# Required work
Within the listing below, how many lines contain the word "NewConsumptionRecord"? Answer with the number only.

# Entries shown
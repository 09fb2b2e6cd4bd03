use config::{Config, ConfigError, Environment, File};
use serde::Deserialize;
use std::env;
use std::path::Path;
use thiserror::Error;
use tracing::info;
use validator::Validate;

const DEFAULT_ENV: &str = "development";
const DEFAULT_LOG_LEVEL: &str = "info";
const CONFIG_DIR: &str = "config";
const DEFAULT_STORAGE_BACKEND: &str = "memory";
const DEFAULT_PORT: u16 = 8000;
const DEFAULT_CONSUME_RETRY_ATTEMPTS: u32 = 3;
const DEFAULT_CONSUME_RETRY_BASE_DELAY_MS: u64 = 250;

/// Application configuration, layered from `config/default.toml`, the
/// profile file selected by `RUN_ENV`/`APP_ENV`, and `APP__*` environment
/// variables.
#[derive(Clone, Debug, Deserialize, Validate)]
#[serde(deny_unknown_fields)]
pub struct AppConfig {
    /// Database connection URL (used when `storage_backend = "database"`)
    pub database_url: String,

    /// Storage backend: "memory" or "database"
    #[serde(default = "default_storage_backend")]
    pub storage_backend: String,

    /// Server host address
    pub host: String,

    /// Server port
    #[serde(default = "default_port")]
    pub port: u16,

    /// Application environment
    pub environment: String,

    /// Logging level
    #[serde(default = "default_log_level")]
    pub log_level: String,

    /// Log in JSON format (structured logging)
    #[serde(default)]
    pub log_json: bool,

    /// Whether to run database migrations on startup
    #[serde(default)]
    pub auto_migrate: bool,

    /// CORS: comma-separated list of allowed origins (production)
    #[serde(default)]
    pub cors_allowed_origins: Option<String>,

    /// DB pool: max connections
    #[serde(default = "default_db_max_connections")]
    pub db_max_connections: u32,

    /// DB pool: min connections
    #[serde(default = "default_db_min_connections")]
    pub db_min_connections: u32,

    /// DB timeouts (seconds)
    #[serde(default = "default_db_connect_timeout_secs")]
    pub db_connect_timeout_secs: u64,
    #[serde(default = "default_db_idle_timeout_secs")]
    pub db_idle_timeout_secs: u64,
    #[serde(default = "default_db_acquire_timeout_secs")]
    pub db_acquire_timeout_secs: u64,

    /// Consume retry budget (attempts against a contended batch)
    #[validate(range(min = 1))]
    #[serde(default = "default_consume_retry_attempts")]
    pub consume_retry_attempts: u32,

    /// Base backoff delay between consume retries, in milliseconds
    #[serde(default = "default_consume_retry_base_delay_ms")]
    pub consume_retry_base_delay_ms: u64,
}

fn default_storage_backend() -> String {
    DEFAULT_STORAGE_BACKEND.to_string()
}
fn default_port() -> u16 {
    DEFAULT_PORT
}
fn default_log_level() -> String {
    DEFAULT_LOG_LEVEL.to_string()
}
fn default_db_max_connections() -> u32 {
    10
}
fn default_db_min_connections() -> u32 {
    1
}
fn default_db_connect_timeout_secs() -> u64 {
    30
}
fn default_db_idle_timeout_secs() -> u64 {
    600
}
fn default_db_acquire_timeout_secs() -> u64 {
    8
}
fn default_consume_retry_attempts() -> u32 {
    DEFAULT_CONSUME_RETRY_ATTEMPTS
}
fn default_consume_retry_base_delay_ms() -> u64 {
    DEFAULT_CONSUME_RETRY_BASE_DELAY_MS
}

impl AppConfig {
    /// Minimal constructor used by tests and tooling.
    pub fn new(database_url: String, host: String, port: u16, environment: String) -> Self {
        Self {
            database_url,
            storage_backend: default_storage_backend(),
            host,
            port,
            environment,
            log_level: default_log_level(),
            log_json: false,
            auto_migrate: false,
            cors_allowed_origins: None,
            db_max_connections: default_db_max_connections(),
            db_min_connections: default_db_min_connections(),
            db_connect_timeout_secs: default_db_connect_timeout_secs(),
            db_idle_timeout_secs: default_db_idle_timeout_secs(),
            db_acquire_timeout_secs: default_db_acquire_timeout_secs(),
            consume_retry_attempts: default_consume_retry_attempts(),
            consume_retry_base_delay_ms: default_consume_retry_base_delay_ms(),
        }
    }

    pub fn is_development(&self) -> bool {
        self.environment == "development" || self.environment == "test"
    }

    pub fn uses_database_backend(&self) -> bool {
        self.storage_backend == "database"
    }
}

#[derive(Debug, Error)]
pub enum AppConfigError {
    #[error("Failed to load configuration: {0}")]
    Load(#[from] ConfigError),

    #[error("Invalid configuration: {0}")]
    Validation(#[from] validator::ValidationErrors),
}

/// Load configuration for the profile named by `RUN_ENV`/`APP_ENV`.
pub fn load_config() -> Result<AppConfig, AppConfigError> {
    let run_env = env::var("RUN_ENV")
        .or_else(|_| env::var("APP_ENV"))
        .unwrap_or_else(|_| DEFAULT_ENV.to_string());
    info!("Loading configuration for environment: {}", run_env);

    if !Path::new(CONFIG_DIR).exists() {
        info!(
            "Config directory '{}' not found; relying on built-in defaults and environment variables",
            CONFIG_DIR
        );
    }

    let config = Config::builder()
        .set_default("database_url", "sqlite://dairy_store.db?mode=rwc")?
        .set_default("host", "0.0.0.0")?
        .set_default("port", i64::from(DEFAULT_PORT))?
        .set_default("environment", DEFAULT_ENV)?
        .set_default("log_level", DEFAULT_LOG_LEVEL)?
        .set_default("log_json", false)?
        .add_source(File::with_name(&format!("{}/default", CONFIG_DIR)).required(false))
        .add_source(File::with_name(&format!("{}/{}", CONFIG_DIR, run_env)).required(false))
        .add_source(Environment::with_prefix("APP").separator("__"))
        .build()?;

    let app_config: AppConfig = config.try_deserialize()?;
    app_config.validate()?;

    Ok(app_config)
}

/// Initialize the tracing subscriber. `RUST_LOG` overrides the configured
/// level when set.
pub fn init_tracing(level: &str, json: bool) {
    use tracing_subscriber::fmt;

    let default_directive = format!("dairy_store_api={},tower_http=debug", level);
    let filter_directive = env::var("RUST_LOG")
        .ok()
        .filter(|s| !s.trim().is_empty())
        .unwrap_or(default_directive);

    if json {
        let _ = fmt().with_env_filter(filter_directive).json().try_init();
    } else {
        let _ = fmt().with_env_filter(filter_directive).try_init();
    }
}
==
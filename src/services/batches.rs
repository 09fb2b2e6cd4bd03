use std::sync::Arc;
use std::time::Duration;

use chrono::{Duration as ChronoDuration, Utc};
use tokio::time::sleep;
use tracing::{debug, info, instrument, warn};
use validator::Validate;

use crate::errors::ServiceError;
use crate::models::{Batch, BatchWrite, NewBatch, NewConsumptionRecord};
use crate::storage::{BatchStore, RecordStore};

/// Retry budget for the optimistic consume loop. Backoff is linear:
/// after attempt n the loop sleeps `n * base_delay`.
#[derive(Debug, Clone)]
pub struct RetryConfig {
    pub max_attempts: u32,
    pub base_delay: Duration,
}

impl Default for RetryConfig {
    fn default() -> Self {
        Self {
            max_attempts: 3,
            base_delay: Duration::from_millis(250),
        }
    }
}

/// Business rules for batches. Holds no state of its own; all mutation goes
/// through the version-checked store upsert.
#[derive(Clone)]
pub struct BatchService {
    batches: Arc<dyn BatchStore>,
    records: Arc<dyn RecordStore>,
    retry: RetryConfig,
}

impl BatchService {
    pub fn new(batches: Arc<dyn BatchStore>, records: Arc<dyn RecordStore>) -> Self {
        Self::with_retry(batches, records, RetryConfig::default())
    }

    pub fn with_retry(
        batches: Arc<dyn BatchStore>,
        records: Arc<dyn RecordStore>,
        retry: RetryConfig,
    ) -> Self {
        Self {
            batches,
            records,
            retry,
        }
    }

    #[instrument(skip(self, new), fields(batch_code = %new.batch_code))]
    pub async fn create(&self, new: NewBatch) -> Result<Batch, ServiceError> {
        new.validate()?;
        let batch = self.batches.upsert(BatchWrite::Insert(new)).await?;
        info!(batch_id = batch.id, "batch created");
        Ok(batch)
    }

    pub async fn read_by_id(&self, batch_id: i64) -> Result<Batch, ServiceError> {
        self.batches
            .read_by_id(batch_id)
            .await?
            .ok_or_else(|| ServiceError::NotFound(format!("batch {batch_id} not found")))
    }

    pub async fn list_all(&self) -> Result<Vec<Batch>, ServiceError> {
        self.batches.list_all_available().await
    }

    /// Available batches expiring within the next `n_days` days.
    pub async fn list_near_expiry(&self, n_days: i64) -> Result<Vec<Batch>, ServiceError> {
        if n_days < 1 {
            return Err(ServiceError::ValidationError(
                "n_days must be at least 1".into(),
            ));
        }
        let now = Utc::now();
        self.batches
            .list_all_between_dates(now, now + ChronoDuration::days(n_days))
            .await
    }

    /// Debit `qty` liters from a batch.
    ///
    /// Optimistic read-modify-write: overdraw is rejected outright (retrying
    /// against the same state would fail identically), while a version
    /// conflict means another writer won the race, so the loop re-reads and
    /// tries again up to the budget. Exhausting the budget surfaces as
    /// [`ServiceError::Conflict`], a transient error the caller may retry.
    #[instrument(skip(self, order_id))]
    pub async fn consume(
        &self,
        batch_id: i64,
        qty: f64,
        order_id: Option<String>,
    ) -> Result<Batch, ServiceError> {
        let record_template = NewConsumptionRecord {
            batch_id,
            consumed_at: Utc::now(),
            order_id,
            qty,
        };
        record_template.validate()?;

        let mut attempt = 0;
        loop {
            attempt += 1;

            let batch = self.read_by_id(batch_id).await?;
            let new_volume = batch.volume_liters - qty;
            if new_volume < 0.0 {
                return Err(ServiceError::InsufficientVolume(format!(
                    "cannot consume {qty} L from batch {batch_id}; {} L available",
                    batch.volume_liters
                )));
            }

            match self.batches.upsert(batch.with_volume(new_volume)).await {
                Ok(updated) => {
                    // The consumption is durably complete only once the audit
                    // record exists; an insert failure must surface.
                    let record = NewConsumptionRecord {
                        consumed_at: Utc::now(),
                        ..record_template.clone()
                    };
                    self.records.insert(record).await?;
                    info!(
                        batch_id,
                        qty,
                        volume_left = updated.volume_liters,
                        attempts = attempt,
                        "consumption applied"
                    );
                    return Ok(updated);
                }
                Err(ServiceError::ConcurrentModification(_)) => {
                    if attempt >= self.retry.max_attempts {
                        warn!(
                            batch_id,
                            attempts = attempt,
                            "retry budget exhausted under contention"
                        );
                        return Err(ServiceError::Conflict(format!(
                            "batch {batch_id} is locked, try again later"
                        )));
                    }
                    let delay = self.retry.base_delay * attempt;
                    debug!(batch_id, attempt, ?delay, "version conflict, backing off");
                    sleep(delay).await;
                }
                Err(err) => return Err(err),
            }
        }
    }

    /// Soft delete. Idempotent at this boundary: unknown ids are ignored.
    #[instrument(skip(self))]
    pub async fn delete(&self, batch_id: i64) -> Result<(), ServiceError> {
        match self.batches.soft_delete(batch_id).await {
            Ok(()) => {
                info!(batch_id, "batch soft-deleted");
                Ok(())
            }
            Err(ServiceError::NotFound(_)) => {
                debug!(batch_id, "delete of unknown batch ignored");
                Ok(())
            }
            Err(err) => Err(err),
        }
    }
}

# Solution for this task
3